Startups and Patent Trolls
Colleen V. Chien
Santa Clara University - School of Law
September 28, 2012
Stanford Technology Law Review, Forthcoming
Santa Clara Univ. Legal Studies Research Paper No. 09-12
While patent assertion entities ("PAEs" or patent “trolls”) have received a lot of attention, little of it has focused on the distributional impacts of their demands. The impact of PAEs on startups is crucial, because startups contribute to job creation and innovation, making them potential targets and sources of patents. To assess the impact of trolls on startups, I analyzed a comprehensive database of patent litigations from 2006 to the present, conducted a non-random survey of 223 tech company startups, 79 of which had received a demand, and interviewed nearly twenty entities with relevant knowledge of startup patent issues.
I find that although large companies tend to dominate patent headlines, most unique defendants to troll suits are small. Companies with less than $100M annual revenue represent at least 66% of unique defendants to troll suits and at least 55% of unique defendants in troll suits make $10M per year or less. Suing small companies appears distinguish PAEs from operating companies, who sued companies with less than $10M per year of revenue only 16% of the time, based on unique defendants. Of survey responses that had received a demand (N=79), a large percentage reported a “significant operational impact”: delayed hiring or achievement of another milestone, change in the product, a pivot in business strategy, shutting down a business line or the entire business, and/or lost valuation. The smaller the company, the more likely it was to report one or more significant operational impacts. To the extent patent demands "tax" innovation, then, they appear to do so regressively, with small companies targeted more as unique defendants, and paying more in time, money and operational impact, relative to their size, than large firms. 40% of survey respondents stated that they were being targeted because of their use of another’s or a widely available technology.
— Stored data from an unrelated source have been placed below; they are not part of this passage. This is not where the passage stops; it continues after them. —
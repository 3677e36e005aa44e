use std::collections::{BTreeMap, BTreeSet};
use std::time::Duration;

use async_trait::async_trait;
use chrono::{DateTime, TimeDelta, Utc};
use common::config::{ProductionMode, Stage};

use super::TopicFilter;
use crate::cluster::{ClusterAdmin, ClusterError};
use crate::error::DetectorError;
use crate::lookup::{LookupPolicy, for_each_partition};
use crate::model::{PartitionId, TopicPartitionMap};

/// Removes topics that are still being written to.
pub struct ProductionFilter {
    mode: ProductionMode,
    policy: LookupPolicy,
}

impl ProductionFilter {
    pub fn new(mode: ProductionMode, policy: LookupPolicy) -> Self {
        Self { mode, policy }
    }

    pub fn mode(&self) -> ProductionMode {
        self.mode
    }

    async fn high_watermarks<'a>(
        &self,
        cluster: &dyn ClusterAdmin,
        topics: &'a TopicPartitionMap,
    ) -> Result<BTreeMap<(&'a str, PartitionId), i64>, DetectorError> {
        let snapshot = for_each_partition(topics, &self.policy, |topic, partition| async move {
            cluster
                .fetch_watermarks(topic, partition)
                .await
                .map(|w| w.high)
        })
        .await?;

        Ok(snapshot
            .into_iter()
            .map(|(topic, partition, high)| ((topic, partition), high))
            .collect())
    }

    /// Topics whose high-water-mark moved on any partition during `window`.
    async fn sample(
        &self,
        cluster: &dyn ClusterAdmin,
        topics: &TopicPartitionMap,
        window: Duration,
    ) -> Result<BTreeSet<String>, DetectorError> {
        let before = self.high_watermarks(cluster, topics).await?;

        tracing::info!(
            topics = topics.len(),
            window = ?window,
            "Sampling production"
        );
        tokio::time::sleep(window).await;

        let after = self.high_watermarks(cluster, topics).await?;

        let mut active = BTreeSet::new();
        for ((topic, partition), high) in after {
            if before.get(&(topic, partition)) != Some(&high) {
                tracing::debug!(topic, partition, high, "Observed production");
                active.insert(topic.to_string());
            }
        }
        Ok(active)
    }

    /// Topics with at least one message written after `cutoff` on any
    /// partition.
    async fn produced_since(
        &self,
        cluster: &dyn ClusterAdmin,
        topics: &TopicPartitionMap,
        cutoff: DateTime<Utc>,
    ) -> Result<BTreeSet<String>, DetectorError> {
        let cutoff_ms = cutoff.timestamp_millis();

        let lookups = for_each_partition(topics, &self.policy, |topic, partition| async move {
            let Some(offset) = cluster.offset_for_time(topic, partition, cutoff_ms).await? else {
                return Ok::<_, ClusterError>(false);
            };
            let watermarks = cluster.fetch_watermarks(topic, partition).await?;
            Ok(offset < watermarks.high)
        })
        .await?;

        Ok(lookups
            .into_iter()
            .filter(|(_, _, produced)| *produced)
            .map(|(topic, _, _)| topic.to_string())
            .collect())
    }
}

/// `now` minus `minutes`, never earlier than the Unix epoch. Negative
/// timestamps are sentinel values in the offset lookup protocol.
fn idle_cutoff(now: DateTime<Utc>, minutes: u64) -> DateTime<Utc> {
    let epoch = DateTime::<Utc>::UNIX_EPOCH;
    i64::try_from(minutes)
        .ok()
        .and_then(TimeDelta::try_minutes)
        .and_then(|lookback| now.checked_sub_signed(lookback))
        .map_or(epoch, |cutoff| cutoff.max(epoch))
}

#[async_trait]
impl TopicFilter for ProductionFilter {
    fn stage(&self) -> Stage {
        Stage::Production
    }

    async fn find_active(
        &self,
        cluster: &dyn ClusterAdmin,
        topics: &TopicPartitionMap,
    ) -> Result<BTreeSet<String>, DetectorError> {
        if topics.is_empty() {
            return Ok(BTreeSet::new());
        }

        match self.mode {
            ProductionMode::SamplingWindow(window) => self.sample(cluster, topics, window).await,
            ProductionMode::IdleSince { minutes } => {
                let cutoff = idle_cutoff(Utc::now(), minutes);
                tracing::debug!(%cutoff, "Looking up offsets by timestamp");
                self.produced_since(cluster, topics, cutoff).await
            }
        }
    }
}
use std::collections::BTreeSet;

use async_trait::async_trait;
use common::config::Stage;

use super::TopicFilter;
use crate::cluster::ClusterAdmin;
use crate::error::DetectorError;
use crate::lookup::{LookupPolicy, for_each_partition};
use crate::model::TopicPartitionMap;

/// Removes topics that still hold messages on any partition.
pub struct StorageFilter {
    policy: LookupPolicy,
}

impl StorageFilter {
    pub fn new(policy: LookupPolicy) -> Self {
        Self { policy }
    }
}

#[async_trait]
impl TopicFilter for StorageFilter {
    fn stage(&self) -> Stage {
        Stage::Storage
    }

    async fn find_active(
        &self,
        cluster: &dyn ClusterAdmin,
        topics: &TopicPartitionMap,
    ) -> Result<BTreeSet<String>, DetectorError> {
        let watermarks = for_each_partition(topics, &self.policy, |topic, partition| {
            cluster.fetch_watermarks(topic, partition)
        })
        .await?;

        Ok(watermarks
            .into_iter()
            .filter(|(_, _, watermarks)| watermarks.holds_data())
            .map(|(topic, partition, watermarks)| {
                tracing::trace!(
                    topic,
                    partition,
                    low = watermarks.low,
                    high = watermarks.high,
                    "Partition holds data"
                );
                topic.to_string()
            })
            .collect())
    }
}
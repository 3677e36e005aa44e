//! Broker connection settings.

use std::fmt;
use std::str::FromStr;
use std::time::Duration;

use serde::{Deserialize, Serialize};

use super::ConfigError;

/// How the tool authenticates against the cluster.
#[derive(Clone, Copy, Debug, Default, PartialEq, Eq, Serialize, Deserialize)]
#[serde(rename_all = "snake_case")]
pub enum SecurityProtocol {
    /// Plaintext, no authentication.
    #[default]
    None,
    /// One-way TLS.
    Tls,
    /// SASL/PLAIN without TLS.
    Plain,
    /// SASL/PLAIN over TLS.
    PlainTls,
    /// SASL/GSSAPI (Kerberos) without TLS.
    Gssapi,
    /// SASL/GSSAPI (Kerberos) over TLS.
    GssapiTls,
}

impl SecurityProtocol {
    fn as_str(&self) -> &'static str {
        match self {
            SecurityProtocol::None => "none",
            SecurityProtocol::Tls => "tls",
            SecurityProtocol::Plain => "plain",
            SecurityProtocol::PlainTls => "plain_tls",
            SecurityProtocol::Gssapi => "gssapi",
            SecurityProtocol::GssapiTls => "gssapi_tls",
        }
    }

    /// Value for librdkafka's `security.protocol`.
    pub fn librdkafka_protocol(&self) -> &'static str {
        match self {
            SecurityProtocol::None => "plaintext",
            SecurityProtocol::Tls => "ssl",
            SecurityProtocol::Plain | SecurityProtocol::Gssapi => "sasl_plaintext",
            SecurityProtocol::PlainTls | SecurityProtocol::GssapiTls => "sasl_ssl",
        }
    }

    /// SASL mechanism, if the protocol authenticates.
    pub fn sasl_mechanism(&self) -> Option<&'static str> {
        match self {
            SecurityProtocol::Plain | SecurityProtocol::PlainTls => Some("PLAIN"),
            SecurityProtocol::Gssapi | SecurityProtocol::GssapiTls => Some("GSSAPI"),
            SecurityProtocol::None | SecurityProtocol::Tls => None,
        }
    }
}

impl fmt::Display for SecurityProtocol {
    fn fmt(&self, f: &mut fmt::Formatter<'_>) -> fmt::Result {
        f.write_str(self.as_str())
    }
}

const MODES: &str = "none, tls, plain, plain_tls, gssapi, gssapi_tls";

impl FromStr for SecurityProtocol {
    type Err = ConfigError;

    fn from_str(s: &str) -> Result<Self, Self::Err> {
        match s.trim().to_ascii_lowercase().as_str() {
            "none" | "" => Ok(SecurityProtocol::None),
            "tls" => Ok(SecurityProtocol::Tls),
            "plain" => Ok(SecurityProtocol::Plain),
            "plain_tls" => Ok(SecurityProtocol::PlainTls),
            "gssapi" => Ok(SecurityProtocol::Gssapi),
            "gssapi_tls" => Ok(SecurityProtocol::GssapiTls),
            other => Err(ConfigError::InvalidValue {
                field: "kafka.security",
                reason: format!("unknown security mode '{other}', expected one of: {MODES}"),
            }),
        }
    }
}

#[derive(Clone, Debug, Serialize, Deserialize)]
#[serde(default)]
pub struct KafkaConfig {
    /// Comma-separated list of bootstrap brokers.
    ///
    /// Env: IDLE_TOPICS__KAFKA__BOOTSTRAP_SERVERS (or KAFKA_BOOTSTRAP via the CLI)
    pub bootstrap_servers: String,
    pub security: SecurityProtocol,
    #[serde(skip_serializing_if = "Option::is_none")]
    pub username: Option<String>,
    #[serde(skip_serializing_if = "Option::is_none")]
    pub password: Option<String>,
    #[serde(skip_serializing_if = "Option::is_none")]
    pub gssapi_keytab: Option<String>,
    #[serde(skip_serializing_if = "Option::is_none")]
    pub gssapi_service_name: Option<String>,
    pub client_id: String,
    /// Timeout applied to every metadata and offset request.
    #[serde(with = "humantime_serde")]
    pub request_timeout: Duration,
}

impl Default for KafkaConfig {
    fn default() -> Self {
        Self {
            bootstrap_servers: String::new(),
            security: SecurityProtocol::None,
            username: None,
            password: None,
            gssapi_keytab: None,
            gssapi_service_name: None,
            client_id: "kafka-idle-topics".to_string(),
            request_timeout: Duration::from_secs(30),
        }
    }
}

impl KafkaConfig {
    /// Check that the credentials required by the security mode are present.
    pub fn validate(&self) -> Result<(), ConfigError> {
        if self.bootstrap_servers.trim().is_empty() {
            return Err(ConfigError::EmptyBootstrap);
        }

        match self.security {
            SecurityProtocol::Plain | SecurityProtocol::PlainTls => {
                require(&self.username, "username", "PLAIN")?;
                require(&self.password, "password", "PLAIN")?;
            }
            SecurityProtocol::Gssapi | SecurityProtocol::GssapiTls => {
                require(&self.gssapi_keytab, "gssapi_keytab", "GSSAPI")?;
                require(&self.gssapi_service_name, "gssapi_service_name", "GSSAPI")?;
            }
            SecurityProtocol::None | SecurityProtocol::Tls => {}
        }

        if self.request_timeout.is_zero() {
            return Err(ConfigError::InvalidValue {
                field: "kafka.request_timeout",
                reason: "must be greater than zero".to_string(),
            });
        }

        Ok(())
    }

    /// librdkafka client properties for this connection.
    pub fn client_properties(&self) -> Vec<(&'static str, String)> {
        let mut properties = vec![
            ("bootstrap.servers", self.bootstrap_servers.clone()),
            ("client.id", self.client_id.clone()),
            (
                "security.protocol",
                self.security.librdkafka_protocol().to_string(),
            ),
            (
                "socket.timeout.ms",
                self.request_timeout.as_millis().to_string(),
            ),
        ];

        if let Some(mechanism) = self.security.sasl_mechanism() {
            properties.push(("sasl.mechanism", mechanism.to_string()));
        }

        match self.security {
            SecurityProtocol::Plain | SecurityProtocol::PlainTls => {
                push_some(&mut properties, "sasl.username", &self.username);
                push_some(&mut properties, "sasl.password", &self.password);
            }
            SecurityProtocol::Gssapi | SecurityProtocol::GssapiTls => {
                push_some(
                    &mut properties,
                    "sasl.kerberos.keytab",
                    &self.gssapi_keytab,
                );
                push_some(
                    &mut properties,
                    "sasl.kerberos.service.name",
                    &self.gssapi_service_name,
                );
            }
            SecurityProtocol::None | SecurityProtocol::Tls => {}
        }

        properties
    }
}

fn require(
    value: &Option<String>,
    field: &'static str,
    mechanism: &'static str,
) -> Result<(), ConfigError> {
    match value {
        Some(v) if !v.trim().is_empty() => Ok(()),
        _ => Err(ConfigError::MissingCredential { field, mechanism }),
    }
}

fn push_some(
    properties: &mut Vec<(&'static str, String)>,
    key: &'static str,
    value: &Option<String>,
) {
    if let Some(value) = value {
        properties.push((key, value.clone()));
    }
}
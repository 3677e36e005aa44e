//! Shared configuration, CLI vocabulary and logging setup for kafka-idle-topics.

pub mod cli;
pub mod config;
pub mod string_set;

pub use config::Configuration;
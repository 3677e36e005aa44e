//! In-memory cluster for tests.
//!
//! [`FakeCluster`] holds topics, partition watermarks, production timestamps
//! and consumer group offsets. Clones share state, so a test can keep a handle
//! while the detector owns another and inspect it afterwards.

use std::collections::BTreeMap;
use std::sync::{Arc, Mutex, MutexGuard, PoisonError};

use async_trait::async_trait;
use chrono::{DateTime, Utc};

use crate::cluster::{ClusterAdmin, ClusterConnector, ClusterError};
use crate::model::{
    CommittedOffset, GroupOffsets, PartitionId, TopicMetadata, TopicPartitionMap, Watermarks,
};

#[derive(Clone, Debug, Default)]
struct FakePartition {
    low: i64,
    high: i64,
    last_produced: Option<DateTime<Utc>>,
}

#[derive(Clone, Debug, Default)]
struct FakeTopic {
    internal: bool,
    /// Every watermark read appends a message to each partition.
    producing: bool,
    partitions: BTreeMap<PartitionId, FakePartition>,
}

#[derive(Debug, Default)]
struct State {
    topics: BTreeMap<String, FakeTopic>,
    groups: BTreeMap<String, Vec<CommittedOffset>>,
    /// Remaining injected failures per partition.
    failures: BTreeMap<(String, PartitionId), u32>,
    refuse_connections: bool,
    connections: usize,
    lookups: usize,
}

#[derive(Clone, Debug, Default)]
pub struct FakeCluster {
    state: Arc<Mutex<State>>,
}

impl FakeCluster {
    pub fn new() -> Self {
        Self::default()
    }

    fn state(&self) -> MutexGuard<'_, State> {
        self.state.lock().unwrap_or_else(PoisonError::into_inner)
    }

    /// Add an empty topic with partitions `0..partitions`.
    pub fn with_topic(self, name: &str, partitions: PartitionId) -> Self {
        self.insert_topic(name, partitions, false)
    }

    pub fn with_internal_topic(self, name: &str, partitions: PartitionId) -> Self {
        self.insert_topic(name, partitions, true)
    }

    fn insert_topic(self, name: &str, partitions: PartitionId, internal: bool) -> Self {
        let topic = FakeTopic {
            internal,
            producing: false,
            partitions: (0..partitions)
                .map(|id| (id, FakePartition::default()))
                .collect(),
        };
        self.state().topics.insert(name.to_string(), topic);
        self
    }

    /// Append `count` messages to a partition, the last one written at
    /// `produced_at`. Creates the partition if needed.
    pub fn with_messages(
        self,
        topic: &str,
        partition: PartitionId,
        count: i64,
        produced_at: DateTime<Utc>,
    ) -> Self {
        {
            let mut state = self.state();
            let entry = state
                .topics
                .entry(topic.to_string())
                .or_default()
                .partitions
                .entry(partition)
                .or_default();
            entry.high += count;
            entry.last_produced = Some(produced_at);
        }
        self
    }

    /// Drop every stored message of the topic, keeping its offsets.
    pub fn with_retention_applied(self, topic: &str) -> Self {
        if let Some(topic) = self.state().topics.get_mut(topic) {
            for partition in topic.partitions.values_mut() {
                partition.low = partition.high;
            }
        }
        self
    }

    /// Keep writing to the topic while the test runs: one message lands on
    /// every partition now and on every watermark read.
    pub fn producing(self, topic: &str) -> Self {
        if let Some(topic) = self.state().topics.get_mut(topic) {
            topic.producing = true;
            for partition in topic.partitions.values_mut() {
                partition.high += 1;
                partition.last_produced = Some(Utc::now());
            }
        }
        self
    }

    /// Record a committed offset for `group`.
    pub fn with_committed_offset(
        self,
        group: &str,
        topic: &str,
        partition: PartitionId,
        offset: i64,
    ) -> Self {
        self.state()
            .groups
            .entry(group.to_string())
            .or_default()
            .push(CommittedOffset {
                topic: topic.to_string(),
                partition,
                offset,
            });
        self
    }

    /// A consumer group with no committed offsets.
    pub fn with_empty_group(self, group: &str) -> Self {
        self.state().groups.entry(group.to_string()).or_default();
        self
    }

    /// Fail the next `times` lookups against one partition.
    pub fn failing_lookups(self, topic: &str, partition: PartitionId, times: u32) -> Self {
        self.state()
            .failures
            .insert((topic.to_string(), partition), times);
        self
    }

    pub fn refusing_connections(self) -> Self {
        self.state().refuse_connections = true;
        self
    }

    /// Sessions opened so far.
    pub fn connections(&self) -> usize {
        self.state().connections
    }

    /// Partition lookups served so far, failed ones included.
    pub fn lookups(&self) -> usize {
        self.state().lookups
    }

    fn partition<'s>(
        state: &'s mut State,
        topic: &str,
        partition: PartitionId,
    ) -> Result<(&'s mut FakePartition, bool), ClusterError> {
        state.lookups += 1;

        let key = (topic.to_string(), partition);
        if let Some(remaining) = state.failures.get_mut(&key) {
            if *remaining > 0 {
                *remaining -= 1;
                return Err(ClusterError::Offsets(format!(
                    "{topic}-{partition}: request timed out"
                )));
            }
        }

        let fake_topic = state
            .topics
            .get_mut(topic)
            .ok_or_else(|| ClusterError::Offsets(format!("unknown topic {topic}")))?;
        let producing = fake_topic.producing;
        let fake_partition = fake_topic.partitions.get_mut(&partition).ok_or_else(|| {
            ClusterError::Offsets(format!("unknown partition {topic}-{partition}"))
        })?;
        Ok((fake_partition, producing))
    }
}

#[async_trait]
impl ClusterAdmin for FakeCluster {
    async fn list_topics(&self) -> Result<Vec<TopicMetadata>, ClusterError> {
        Ok(self
            .state()
            .topics
            .iter()
            .map(|(name, topic)| TopicMetadata {
                name: name.clone(),
                partitions: topic.partitions.keys().copied().collect(),
                internal: topic.internal,
            })
            .collect())
    }

    async fn fetch_watermarks(
        &self,
        topic: &str,
        partition: PartitionId,
    ) -> Result<Watermarks, ClusterError> {
        let mut state = self.state();
        let (fake, producing) = Self::partition(&mut state, topic, partition)?;
        if producing {
            fake.high += 1;
            fake.last_produced = Some(Utc::now());
        }
        Ok(Watermarks::new(fake.low, fake.high))
    }

    async fn offset_for_time(
        &self,
        topic: &str,
        partition: PartitionId,
        timestamp_ms: i64,
    ) -> Result<Option<i64>, ClusterError> {
        let mut state = self.state();
        let (fake, _) = Self::partition(&mut state, topic, partition)?;
        let offset = match fake.last_produced {
            Some(at) if at.timestamp_millis() >= timestamp_ms && fake.high > 0 => {
                Some(fake.high - 1)
            }
            _ => None,
        };
        Ok(offset)
    }

    async fn group_offsets(
        &self,
        scope: &TopicPartitionMap,
    ) -> Result<Vec<GroupOffsets>, ClusterError> {
        let in_scope = |committed: &CommittedOffset| {
            scope
                .partitions(&committed.topic)
                .is_some_and(|partitions| partitions.contains(&committed.partition))
        };

        Ok(self
            .state()
            .groups
            .iter()
            .map(|(group, offsets)| GroupOffsets {
                group: group.clone(),
                offsets: offsets.iter().filter(|c| in_scope(c)).cloned().collect(),
            })
            .collect())
    }
}

impl ClusterConnector for FakeCluster {
    fn connect(&self) -> Result<Box<dyn ClusterAdmin>, ClusterError> {
        let mut state = self.state();
        if state.refuse_connections {
            return Err(ClusterError::Client("connection refused".to_string()));
        }
        state.connections += 1;
        Ok(Box::new(self.clone()))
    }
}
Yet an operational change was not the only response to a demand: 22% of responders reported that, to resolve the demand, their primary response was to “do nothing,” while 35% fought the demand, and 18% settled it. Based on available information, costs were highest when fighting in court was the primary response (with average expenditures of $857K (N=7)); settling cost an average of $340K (n=12) and fighting out of court cost $168K (N=18), on average (Table 1).
Small companies can also benefit from a robust market in patents, both as sellers and buyers. An estimated 50% of NPE patents come from companies with less than $200M in revenue. Patent sales can support the ongoing business, and 4% of survey responders said they had monetized their patents, and another 20% said that they had considered it. Yet while the conditions of a majority of sales is unknown, they often take place when the company is in distress or transition, as growing young companies often lack the inclination, time, or extra patents to monetize their intellectual property. When patents are sold under firesale conditions, investors, creditors, and patent focused companies share in the profits, reducing the direct returns to the inventive entity. Growing companies can also benefit from the patent marketplace as buyers, buying patents from the marketplace "on-demand" and overcoming some of the advantages of incumbents.
What can be done to decrease the harms of patent assertion and increase the benefits of a robust patent market to small companies and startups? Focusing exclusively on the first question, I present new data that suggest that a number of the reforms put in place over the last year, including by the America Invents Act, are having a positive impact. Fewer defendants are being named in patent suits. The new post-grant review provisions will reduce the leverage of patent plaintiffs in some cases. However, some of these reforms are out of the reach of startups. Prior user rights benefit older companies against younger patents, but don’t help new start-ups. Startup companies are cash-poor, but challenging issued patents is expensive and time-consuming. Reforms to reduce the cost of litigation defense are laudable, and likely deter some suits from being brought in the first place, but don’t reach small companies against whom litigation is threatened, but not brought. Increasing the cost of software patents would limit the number of patents but would also disadvantage startups that patent, relative to large companies and PAEs with large budgets. The distributional impacts of reforms need to be kept in mind, and I suggest some alternative reforms for the consideration of the courts, Congress, and the market.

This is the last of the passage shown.